Almost Retired said:


> i have a question for you ....
> where does the energy come from that the trailer needs to generate a charge ?
> 
> hp is hp and mechanical losses can not be avoided


Not sure if this is the same thing you guys are talking about, but there is a recharge system that kicks in when you are braking.
Technically, the system can almost bring you to a stop without actually engaging the brake pads.

Not free energy, but energy that would have otherwise been lost to brake HP.


----------



## Almost Retired (Sep 14, 2021)

emtnut said:


> Not sure if this is the same thing you guys are talking about, but there is a recharge system that kicks in when you are braking.
> Technically, the system can almost bring you to a stop without actually engaging the brake pads.
> 
> Not free energy, but energy that would have otherwise been lost to brake HP.

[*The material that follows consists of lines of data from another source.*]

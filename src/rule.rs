use crate::compatibility::{self, Compatibility};
use crate::platform::{CompatibilityChangeConfig, PlatformCompat};
use crate::{ChangeConfig, ChangeId, Error};
use std::sync::Arc;

/// Scopes a compatibility change override to a single test body.
///
/// Each rule must enable or disable at least one change:
///
/// ```rust
/// use platform_compat::{CompatChangeRule, Compatibility};
///
/// let compat = Compatibility::new();
/// let (old, new) = CompatChangeRule::with_context(&compat)
///     .disable([42])
///     .enable([43])
///     .run(|| (compat.is_change_enabled(42), compat.is_change_enabled(43)))
///     .unwrap();
/// assert!(!old && new);
/// ```
///
/// Once the body returns or panics, overrides are removed again, locally and on the
/// platform compat service if one was attached.
pub struct CompatChangeRule<'a> {
    compat: &'a Compatibility,
    enabled: Vec<ChangeId>,
    disabled: Vec<ChangeId>,
    unlisted: Option<bool>,
    platform: Option<(Arc<dyn PlatformCompat>, String)>,
}

impl CompatChangeRule<'static> {
    /// Creates a rule that overrides changes on the process-wide gate.
    pub fn new() -> Self {
        Self::with_context(compatibility::global())
    }
}

impl Default for CompatChangeRule<'static> {
    fn default() -> Self {
        Self::new()
    }
}

impl<'a> CompatChangeRule<'a> {
    /// Creates a rule that overrides changes on `compat`.
    pub fn with_context(compat: &'a Compatibility) -> Self {
        Self {
            compat,
            enabled: Vec::new(),
            disabled: Vec::new(),
            unlisted: None,
            platform: None,
        }
    }

    /// Forces `change_ids` on while the body runs.
    pub fn enable(mut self, change_ids: impl IntoIterator<Item = ChangeId>) -> Self {
        self.enabled.extend(change_ids);
        self
    }

    /// Forces `change_ids` off while the body runs.
    pub fn disable(mut self, change_ids: impl IntoIterator<Item = ChangeId>) -> Self {
        self.disabled.extend(change_ids);
        self
    }

    /// Answers `enabled` for changes the rule doesn't name.
    ///
    /// Without this, those changes are answered by whichever delegate was active when
    /// the rule was applied.
    pub fn unlisted_default(mut self, enabled: bool) -> Self {
        self.unlisted = Some(enabled);
        self
    }

    /// Also installs the override on the platform compat service for `package_name`.
    pub fn with_platform_compat(
        mut self,
        service: Arc<dyn PlatformCompat>,
        package_name: impl Into<String>,
    ) -> Self {
        self.platform = Some((service, package_name.into()));
        self
    }

    /// Validates the rule, producing a statement ready to run a body.
    ///
    /// # Errors
    ///
    /// [`Error::EmptyOverride`] if no change was enabled or disabled, and
    /// [`Error::ConflictingChange`] if a change was both.
    pub fn apply(self) -> Result<CompatChangeStatement<'a>, Error> {
        let config = ChangeConfig::new(self.enabled, self.disabled)?;
        if config.is_empty() {
            return Err(Error::EmptyOverride);
        }

        Ok(CompatChangeStatement {
            compat: self.compat,
            config,
            unlisted: self.unlisted,
            platform: self.platform,
        })
    }

    /// Shorthand for `self.apply()?.evaluate(body)`.
    pub fn run<T>(self, body: impl FnOnce() -> T) -> Result<T, Error> {
        self.apply()?.evaluate(body)
    }
}

/// A validated [`CompatChangeRule`].
pub struct CompatChangeStatement<'a> {
    compat: &'a Compatibility,
    config: ChangeConfig,
    unlisted: Option<bool>,
    platform: Option<(Arc<dyn PlatformCompat>, String)>,
}

impl<'a> CompatChangeStatement<'a> {
    /// The changes this statement overrides.
    pub fn config(&self) -> &ChangeConfig {
        &self.config
    }

    /// Runs `body` with the overrides installed.
    ///
    /// Local overrides go in first, then the platform compat service is told. If the
    /// service call fails, `body` doesn't run. Cleanup happens on every exit path; a
    /// panic from `body` continues unwinding afterwards.
    ///
    /// # Errors
    ///
    /// [`Error::Remote`] if the service couldn't install or clear the override.
    pub fn evaluate<T>(self, body: impl FnOnce() -> T) -> Result<T, Error> {
        let local = LocalOverride::install(self.compat, self.config.clone(), self.unlisted);

        let remote = match &self.platform {
            Some((service, package_name)) => Some(RemoteOverride::install(
                service.as_ref(),
                package_name,
                &self.config,
            )?),
            None => None,
        };

        let value = body();

        if let Some(remote) = remote {
            remote.clear()?;
        }
        drop(local);

        Ok(value)
    }
}

struct LocalOverride<'a> {
    compat: &'a Compatibility,
}

impl<'a> LocalOverride<'a> {
    fn install(compat: &'a Compatibility, config: ChangeConfig, unlisted: Option<bool>) -> Self {
        match unlisted {
            Some(enabled) => compat.set_overrides_with_default(config, enabled),
            None => compat.set_overrides(config),
        }
        Self { compat }
    }
}

impl Drop for LocalOverride<'_> {
    fn drop(&mut self) {
        self.compat.clear_overrides();
    }
}

struct RemoteOverride<'a> {
    service: &'a dyn PlatformCompat,
    package_name: &'a str,
    armed: bool,
}

impl<'a> RemoteOverride<'a> {
    fn install(
        service: &'a dyn PlatformCompat,
        package_name: &'a str,
        config: &ChangeConfig,
    ) -> Result<Self, Error> {
        service.set_overrides(&CompatibilityChangeConfig::from(config), package_name)?;
        log::debug!("installed overrides for {}: {}", package_name, config);

        Ok(Self {
            service,
            package_name,
            armed: true,
        })
    }

    fn clear(mut self) -> Result<(), Error> {
        self.armed = false;
        self.service.clear_overrides(self.package_name)?;
        Ok(())
    }
}

impl Drop for RemoteOverride<'_> {
    fn drop(&mut self) {
        // Only reached while unwinding out of the body.
        if self.armed {
            if let Err(err) = self.service.clear_overrides(self.package_name) {
                log::error!(
                    "failed to clear overrides for {}: {}",
                    self.package_name,
                    err
                );
            }
        }
    }
}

IF that is what he is talking about then i agree with you
that will be a net plus, regenerative braking
and many of the ev's are made that way
but i didnt think he explained it that way
wait ..... could i be wrong ???? LOL


----------



## joe-nwt (Mar 28, 2019)

Navyguy said:


> Well that is good. Your prices are set for three months at a time right? So your next jump will be $2.30 a litre LOL!
> When is that expected to happen?
> 
> Cheers
> John


We're on the highway so our fuel prices bounce around like yours. I think we are presently benefiting from the tax cut in Alta, as that's where our fuel comes from.


----------



## nrp3 (Jan 24, 2009)

My transit is a 2018 and already has 90,000 miles on it. I think it’ll make it the life of the loan(two more years) and another will take its place. I’ll contemplate hybrid, electric only depending upon what is available. We, as a household could realistically make an ev car work, but van with existing technology, no. I’m in London again and Paris for the first time this summer and looking forward to seeing what they have for ev and hydrogen powered vehicles.


----------



## SWDweller (Dec 9, 2020)

Ford has released an EVan saw one at Wally World, (long and tall) they are going to use them for deliveries.
https://www.ford.com/commercial-trucks/e-transit/ Read Ford's opinion on mileage

Here is the problem I see 126 miles and at least 10 hours to charge based on 240v

"Actual range varies with conditions such as external elements, driving behaviors, vehicle maintenance and lithium-ion battery age. Available early 2022 "
No where do they discuss the 1-2 tons of materials and parts we carry daily
As for towing with one of these better be around the block.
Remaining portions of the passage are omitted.